I first read _The Hobbit_ then devoured _The Lord of the Rings_ almost fifty years ago. I guess I’ve read them both twice a year or more since then, and most of JRR Tolkien’s and Christopher Tolkien’s Middle-earth material, too. Yeah, it’s really obvious to me that Tolkien’s Elves last as long as Arda. But I remember reading _The Lord of the Rings_ for the first time and asking myself the same question as Frodo when Elrond said he remembered the banners of the Host of the West in the First Age: _How old is this guy?_ It’s not obvious when you read _The Hobbit_ that Elves are longevial with Arda, and one-sixth of _The Lord of the Rings_ has gone by before you learn that Elrond is thousands of years old, and there are people in the story even older. The idea that Círdan looks old and has a long white beard just reinforces the surprise, even at the end of the tale. 
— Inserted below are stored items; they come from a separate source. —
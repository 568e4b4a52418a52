use std::sync::Arc;

use crate::ServiceError;
use async_trait::async_trait;
use mockall::automock;

/// Startup configuration for the request-handling layer.
///
/// `legacy_redirect` controls whether the deprecated HTML view posts edits
/// to relative URLs (behind the legacy JSP proxy) or to `api_base_url`.
pub struct Config {
    pub legacy_redirect: bool,
    pub api_base_url: Arc<str>,
}

#[automock]
#[async_trait]
pub trait ConfigService {
    async fn get_config(&self) -> Result<Config, ServiceError>;
}
use service::clock::ClockService;
use time::OffsetDateTime;

pub struct ClockServiceImpl;
impl ClockService for ClockServiceImpl {
    fn date_now(&self) -> time::Date {
        OffsetDateTime::now_utc().date()
    }
    fn date_time_now(&self) -> time::PrimitiveDateTime {
        let now = OffsetDateTime::now_utc();
        time::PrimitiveDateTime::new(now.date(), now.time())
    }
}
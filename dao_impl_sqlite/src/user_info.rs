use std::sync::Arc;

use async_trait::async_trait;
use dao::user_info::{UserEntity, UserInfoDao};
use dao::DaoError;
use sqlx::{query_as, SqlitePool};

use crate::ResultDbErrorExt;

#[derive(sqlx::FromRow)]
struct UserDb {
    username: String,
    name: String,
    admin: i64,
    fond: Option<f64>,
}

impl From<&UserDb> for UserEntity {
    fn from(entity: &UserDb) -> Self {
        Self {
            username: entity.username.as_str().into(),
            name: entity.name.as_str().into(),
            admin: entity.admin != 0,
            fond: entity.fond.map(|fond| fond as f32),
        }
    }
}

pub struct UserInfoDaoImpl {
    pub pool: Arc<SqlitePool>,
}
impl UserInfoDaoImpl {
    pub fn new(pool: Arc<SqlitePool>) -> Self {
        Self { pool }
    }
}

#[async_trait]
impl UserInfoDao for UserInfoDaoImpl {
    async fn find_by_username(&self, username: &str) -> Result<Option<UserEntity>, DaoError> {
        Ok(query_as::<_, UserDb>(
            r#"
            SELECT username, name, admin, fond
            FROM user_info
            WHERE username = ?
            "#,
        )
        .bind(username)
        .fetch_optional(self.pool.as_ref())
        .await
        .map_db_error()?
        .as_ref()
        .map(UserEntity::from))
    }

    async fn all(&self) -> Result<Arc<[UserEntity]>, DaoError> {
        Ok(query_as::<_, UserDb>(
            r#"
            SELECT username, name, admin, fond
            FROM user_info
            ORDER BY name
            "#,
        )
        .fetch_all(self.pool.as_ref())
        .await
        .map_db_error()?
        .iter()
        .map(UserEntity::from)
        .collect())
    }
}
use std::sync::Arc;

use thiserror::Error;

pub mod holiday;
pub mod pass;
pub mod user_info;
pub mod work;

#[derive(Error, Debug)]
pub enum DaoError {
    #[error("Database query error: {0}")]
    DatabaseQueryError(#[from] Box<dyn std::error::Error + Send + Sync>),

    #[error("Unknown enum value: {0}")]
    EnumValueNotFound(Arc<str>),

    #[error("Invalid uuid: {0}")]
    UuidError(#[from] uuid::Error),

    #[error("Cannot parse timestamp: {0}")]
    TimeParseError(#[from] time::error::Parse),

    #[error("Cannot format timestamp: {0}")]
    TimeFormatError(#[from] time::error::Format),

    #[error("Invalid date component: {0}")]
    DateComponentError(#[from] time::error::ComponentRange),
}
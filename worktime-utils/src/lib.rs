pub mod date_utils;

pub use date_utils::{WorktimeDateUtilsError, YearMonth};

/// Implement `From<T>` for a type which already implement From<&T>
#[macro_export]
macro_rules! derive_from_reference {
    ($from_type:ty, $impl_type:ty) => {
        impl From<$from_type> for $impl_type {
            fn from(value: $from_type) -> Self {
                Self::from(&value)
            }
        }
    };
}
Firawyn, you and I have been posting here for 15 years, you longer than I. Elven longevity is obvious to us: it’s a given. It isn’t obvious to someone who’s just come to the tales for the first time, and it can be a little difficult to wrap your head around the idea. Tolkien’s world looks and feels like our world: we can even run the risk of confusing the two if we’re not careful. (Though to be fair, Star Wars fans seem to have a lot more trouble with that than Tolkien fans.) 

Just as a kicker, how long do Orcs live? Are they derived from warped Elves and also longevial with Arda? Or short-lived derivatives of Men? And if they’re short-lived derivatives of Men, where did Orcs come from before the Sun first arose? I know that’s off topic in this thread, but it’s a fair representation of the kinds of questions someone new to Tolkien can reasonably ask. 

And it’s not at all clear from _The Hobbit_ – the book at least – that Elves are longevial. It isn’t even made clear in _The Lord of the Rings_ that they’re not immortal: they will die when Arda ends, and they know that. But neither of those two points are revealed in the material published during JRR Tolkien’s lifetime: Christopher Tolkien reveals that from his father’s notes. 

I think it’s a fair question.


----------